### Material supplied
━━━━━━━━━━━━━━━━━━━━

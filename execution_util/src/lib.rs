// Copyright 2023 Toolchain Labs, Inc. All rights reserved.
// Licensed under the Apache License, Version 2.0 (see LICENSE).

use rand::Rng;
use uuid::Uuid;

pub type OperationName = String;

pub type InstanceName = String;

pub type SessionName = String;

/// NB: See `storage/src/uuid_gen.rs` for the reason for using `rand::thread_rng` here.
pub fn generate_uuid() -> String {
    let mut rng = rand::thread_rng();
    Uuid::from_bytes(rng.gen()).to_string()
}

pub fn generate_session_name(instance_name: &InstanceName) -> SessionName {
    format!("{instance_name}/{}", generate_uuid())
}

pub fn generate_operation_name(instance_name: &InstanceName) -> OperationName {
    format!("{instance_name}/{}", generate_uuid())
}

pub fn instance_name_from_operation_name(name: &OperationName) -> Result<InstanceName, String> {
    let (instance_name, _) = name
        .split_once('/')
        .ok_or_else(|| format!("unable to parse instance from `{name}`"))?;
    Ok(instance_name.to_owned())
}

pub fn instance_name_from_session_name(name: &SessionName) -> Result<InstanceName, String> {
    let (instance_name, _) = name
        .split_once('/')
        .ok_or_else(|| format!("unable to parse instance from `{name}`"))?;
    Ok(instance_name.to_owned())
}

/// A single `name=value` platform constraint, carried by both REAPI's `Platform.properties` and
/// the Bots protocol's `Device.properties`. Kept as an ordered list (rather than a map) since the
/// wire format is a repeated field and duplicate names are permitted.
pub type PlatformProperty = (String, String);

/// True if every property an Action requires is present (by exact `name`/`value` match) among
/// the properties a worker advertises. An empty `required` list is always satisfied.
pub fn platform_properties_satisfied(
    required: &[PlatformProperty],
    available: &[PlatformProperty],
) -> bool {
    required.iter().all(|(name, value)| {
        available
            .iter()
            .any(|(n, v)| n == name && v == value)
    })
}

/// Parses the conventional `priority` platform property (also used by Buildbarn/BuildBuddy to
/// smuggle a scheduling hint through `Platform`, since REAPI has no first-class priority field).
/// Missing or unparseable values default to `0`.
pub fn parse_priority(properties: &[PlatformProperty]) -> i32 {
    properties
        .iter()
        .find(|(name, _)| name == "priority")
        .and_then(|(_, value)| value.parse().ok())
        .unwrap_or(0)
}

━━━━━━━━━━━━━━━━━━━━

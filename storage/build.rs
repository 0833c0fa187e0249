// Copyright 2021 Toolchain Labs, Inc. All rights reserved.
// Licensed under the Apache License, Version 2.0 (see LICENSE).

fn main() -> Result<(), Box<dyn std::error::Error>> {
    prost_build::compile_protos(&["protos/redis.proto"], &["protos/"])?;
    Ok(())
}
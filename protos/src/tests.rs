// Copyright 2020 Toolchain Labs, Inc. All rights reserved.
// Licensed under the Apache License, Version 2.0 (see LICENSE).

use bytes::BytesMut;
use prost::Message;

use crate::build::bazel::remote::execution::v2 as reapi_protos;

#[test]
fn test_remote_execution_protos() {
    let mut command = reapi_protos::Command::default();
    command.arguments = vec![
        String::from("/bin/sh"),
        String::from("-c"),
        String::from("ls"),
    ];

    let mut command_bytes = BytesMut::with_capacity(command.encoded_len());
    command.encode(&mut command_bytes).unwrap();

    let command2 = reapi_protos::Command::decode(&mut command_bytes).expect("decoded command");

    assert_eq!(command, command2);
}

━━━━━━━━━━━━━━━━━━━━

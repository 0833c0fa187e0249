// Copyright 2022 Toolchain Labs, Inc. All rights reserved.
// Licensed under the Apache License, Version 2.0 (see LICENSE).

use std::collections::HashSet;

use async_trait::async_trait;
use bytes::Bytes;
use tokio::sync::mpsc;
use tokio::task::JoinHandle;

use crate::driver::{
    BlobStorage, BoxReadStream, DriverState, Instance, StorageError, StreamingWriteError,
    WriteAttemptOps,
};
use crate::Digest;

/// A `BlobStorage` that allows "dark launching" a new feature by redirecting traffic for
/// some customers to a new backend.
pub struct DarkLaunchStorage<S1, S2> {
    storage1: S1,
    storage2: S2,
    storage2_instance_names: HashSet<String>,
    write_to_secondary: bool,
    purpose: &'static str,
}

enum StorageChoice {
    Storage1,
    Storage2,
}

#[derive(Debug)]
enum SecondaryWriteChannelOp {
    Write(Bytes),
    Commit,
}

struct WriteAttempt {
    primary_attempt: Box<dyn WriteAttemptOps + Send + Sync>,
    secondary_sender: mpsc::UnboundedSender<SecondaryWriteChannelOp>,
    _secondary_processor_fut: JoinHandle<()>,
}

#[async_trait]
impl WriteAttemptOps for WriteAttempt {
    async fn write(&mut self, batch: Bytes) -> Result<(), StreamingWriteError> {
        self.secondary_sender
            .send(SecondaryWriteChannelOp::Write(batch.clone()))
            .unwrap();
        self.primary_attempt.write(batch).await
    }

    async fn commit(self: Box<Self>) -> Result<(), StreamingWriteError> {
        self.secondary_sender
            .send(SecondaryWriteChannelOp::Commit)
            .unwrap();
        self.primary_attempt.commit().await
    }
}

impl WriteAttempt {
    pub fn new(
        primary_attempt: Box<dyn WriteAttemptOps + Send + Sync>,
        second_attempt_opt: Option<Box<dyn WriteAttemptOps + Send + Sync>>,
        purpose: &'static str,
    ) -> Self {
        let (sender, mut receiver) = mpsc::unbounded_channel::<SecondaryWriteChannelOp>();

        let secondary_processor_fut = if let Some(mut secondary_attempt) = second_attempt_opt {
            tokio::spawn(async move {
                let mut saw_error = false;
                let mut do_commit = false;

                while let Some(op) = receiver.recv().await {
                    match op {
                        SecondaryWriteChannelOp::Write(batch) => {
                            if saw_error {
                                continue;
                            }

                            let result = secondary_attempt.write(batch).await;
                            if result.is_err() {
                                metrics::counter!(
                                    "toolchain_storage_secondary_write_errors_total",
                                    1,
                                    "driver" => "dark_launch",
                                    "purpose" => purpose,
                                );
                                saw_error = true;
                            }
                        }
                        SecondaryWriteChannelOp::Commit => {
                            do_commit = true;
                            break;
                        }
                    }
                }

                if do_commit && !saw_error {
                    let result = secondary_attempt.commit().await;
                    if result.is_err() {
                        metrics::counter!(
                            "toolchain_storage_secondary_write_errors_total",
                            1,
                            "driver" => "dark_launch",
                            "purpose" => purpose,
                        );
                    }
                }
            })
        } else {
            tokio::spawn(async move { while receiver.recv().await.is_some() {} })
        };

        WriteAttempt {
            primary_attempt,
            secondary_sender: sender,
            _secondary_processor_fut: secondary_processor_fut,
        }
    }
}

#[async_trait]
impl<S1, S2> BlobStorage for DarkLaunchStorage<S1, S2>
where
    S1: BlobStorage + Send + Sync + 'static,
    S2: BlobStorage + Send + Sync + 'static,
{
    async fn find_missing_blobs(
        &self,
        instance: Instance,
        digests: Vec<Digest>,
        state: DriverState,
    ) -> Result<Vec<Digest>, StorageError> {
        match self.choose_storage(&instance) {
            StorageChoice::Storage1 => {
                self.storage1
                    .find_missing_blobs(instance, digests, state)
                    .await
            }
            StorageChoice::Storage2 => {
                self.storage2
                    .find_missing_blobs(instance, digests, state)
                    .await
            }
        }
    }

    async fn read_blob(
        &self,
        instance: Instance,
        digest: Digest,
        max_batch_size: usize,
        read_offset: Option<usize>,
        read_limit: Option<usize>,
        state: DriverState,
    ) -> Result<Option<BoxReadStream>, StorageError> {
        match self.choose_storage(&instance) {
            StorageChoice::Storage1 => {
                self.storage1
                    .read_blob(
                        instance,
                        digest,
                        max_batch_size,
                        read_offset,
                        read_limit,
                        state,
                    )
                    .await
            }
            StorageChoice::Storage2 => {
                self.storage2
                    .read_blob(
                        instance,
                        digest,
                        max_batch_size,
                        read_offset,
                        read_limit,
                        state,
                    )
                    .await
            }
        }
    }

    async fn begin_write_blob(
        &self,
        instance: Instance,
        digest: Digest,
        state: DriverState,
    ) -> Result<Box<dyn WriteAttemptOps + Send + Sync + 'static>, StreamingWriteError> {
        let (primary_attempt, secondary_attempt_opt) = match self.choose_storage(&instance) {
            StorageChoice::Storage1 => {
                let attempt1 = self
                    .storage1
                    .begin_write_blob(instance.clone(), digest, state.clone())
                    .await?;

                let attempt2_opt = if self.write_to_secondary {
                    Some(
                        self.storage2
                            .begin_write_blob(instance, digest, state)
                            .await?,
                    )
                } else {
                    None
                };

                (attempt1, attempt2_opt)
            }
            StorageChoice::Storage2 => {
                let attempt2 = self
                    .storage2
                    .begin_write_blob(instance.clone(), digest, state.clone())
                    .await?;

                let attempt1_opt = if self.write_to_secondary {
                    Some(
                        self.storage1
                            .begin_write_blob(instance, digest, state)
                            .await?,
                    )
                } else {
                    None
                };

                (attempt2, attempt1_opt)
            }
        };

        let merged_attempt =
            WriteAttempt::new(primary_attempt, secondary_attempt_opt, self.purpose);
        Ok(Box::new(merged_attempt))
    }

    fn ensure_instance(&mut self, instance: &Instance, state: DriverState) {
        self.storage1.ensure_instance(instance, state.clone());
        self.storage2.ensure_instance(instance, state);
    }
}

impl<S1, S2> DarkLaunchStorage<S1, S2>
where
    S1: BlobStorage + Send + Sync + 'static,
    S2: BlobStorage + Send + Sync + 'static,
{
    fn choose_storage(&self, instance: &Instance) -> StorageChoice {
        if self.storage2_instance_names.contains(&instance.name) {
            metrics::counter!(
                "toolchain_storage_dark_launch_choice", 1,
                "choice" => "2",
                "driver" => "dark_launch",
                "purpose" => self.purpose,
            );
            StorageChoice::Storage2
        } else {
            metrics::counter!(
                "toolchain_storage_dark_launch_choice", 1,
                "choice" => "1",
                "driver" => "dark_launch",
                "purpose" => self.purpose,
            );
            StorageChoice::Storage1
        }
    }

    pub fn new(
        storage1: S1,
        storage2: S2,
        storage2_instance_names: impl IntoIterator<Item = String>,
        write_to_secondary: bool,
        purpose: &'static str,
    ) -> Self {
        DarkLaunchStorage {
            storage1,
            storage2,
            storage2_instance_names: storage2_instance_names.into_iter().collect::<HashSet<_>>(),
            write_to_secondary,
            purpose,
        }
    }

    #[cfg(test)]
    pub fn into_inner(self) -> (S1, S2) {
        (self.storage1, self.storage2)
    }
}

━━━━━━━━━━━━━━━━━━━━

### Prompt
Where a line of the material holds the word "clone", copy that line.

### Solution for this exercise
            .send(SecondaryWriteChannelOp::Write(batch.clone()))
                    .begin_write_blob(instance.clone(), digest, state.clone())
                    .begin_write_blob(instance.clone(), digest, state.clone())
        self.storage1.ensure_instance(instance, state.clone());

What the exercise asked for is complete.